Constructing a darkroom

Moving my darkroom from the loft to the garage.
The Darkroom

The darkroom is not only a sanctuary but it is a place of solitude, and is also the creative heart of any analogue photographer.
Over the years I have worked in a number of darkrooms, from early cramped set-ups in stair cupboards, to using temporary bathrooms, right through to professional spaces and palatial communal facilities. My current space was built for me in 2010 and replaced the darkroom that I had built myself into our loft over 40yrs ago.

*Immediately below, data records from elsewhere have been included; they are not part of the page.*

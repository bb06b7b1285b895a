//! Reusable observers and visualizations for saddle-point solvers.
//!
//! # Modules
//!
//! - [`traits`] — Capability traits for solver-agnostic observers
//!   ([`HasGradientNorm`], [`HasPoint`], [`CanStopEarly`])
//! - [`surface`] — Domains, meshes, and projections for drawing `L(x, y)`
//!
//! [`DivergenceGuard`] stops a solve whose gradient norm keeps growing or whose
//! iterates leave a bounded region.
//!
//! # Features
//!
//! - `plot` — Enables [`SurfacePlot`] and [`PlotObserver`] for viewing
//!   trajectories and convergence via egui.
//!   This feature adds dependencies on `eframe` and `egui_plot`.
//!
//! [`HasGradientNorm`]: traits::HasGradientNorm
//! [`HasPoint`]: traits::HasPoint
//! [`CanStopEarly`]: traits::CanStopEarly

mod guard;

pub mod surface;
pub mod traits;

pub use guard::DivergenceGuard;

#[cfg(feature = "plot")]
mod plot;

#[cfg(feature = "plot")]
pub use plot::{PlotObserver, Plottable, ShowConfig, SurfacePlot};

My original darkroom in the loft space of our house was not ideal and not a comfortable place to work in throughout the year, it could be too warm in the summer and extremely cold in the winter. My need for a darkroom space that I could work in throughout the year made me relocate and use an area of my garage. Where I have created a 9x7 square foot working area, which has a decent sized wet bench area that can accommodate 3x16x20 trays, alongside a 30x40inch sink. Opposite to the wet side there is a small dry bench area and an alcove where my De Vere 203 enlarger sits. All the walls and ceiling where made from stud partition, covered in plaster board and skimmed with plaster by a professional builder. The room is well insulated and includes a slightly raised floor, all making it a good workable environment all year round. The benches where recycled and reassembled using the wood from the previous darkroom. Although it is not a large area, and certainly only large enough for one person to work comfortably in I find it sufficient for my printing needs.
The pictures show various stages of the construction, illustrating both wet and dry benches along with the enlarger area. The De Vere 203 dichromat enlarger is controlled by a RH Stop clock timer.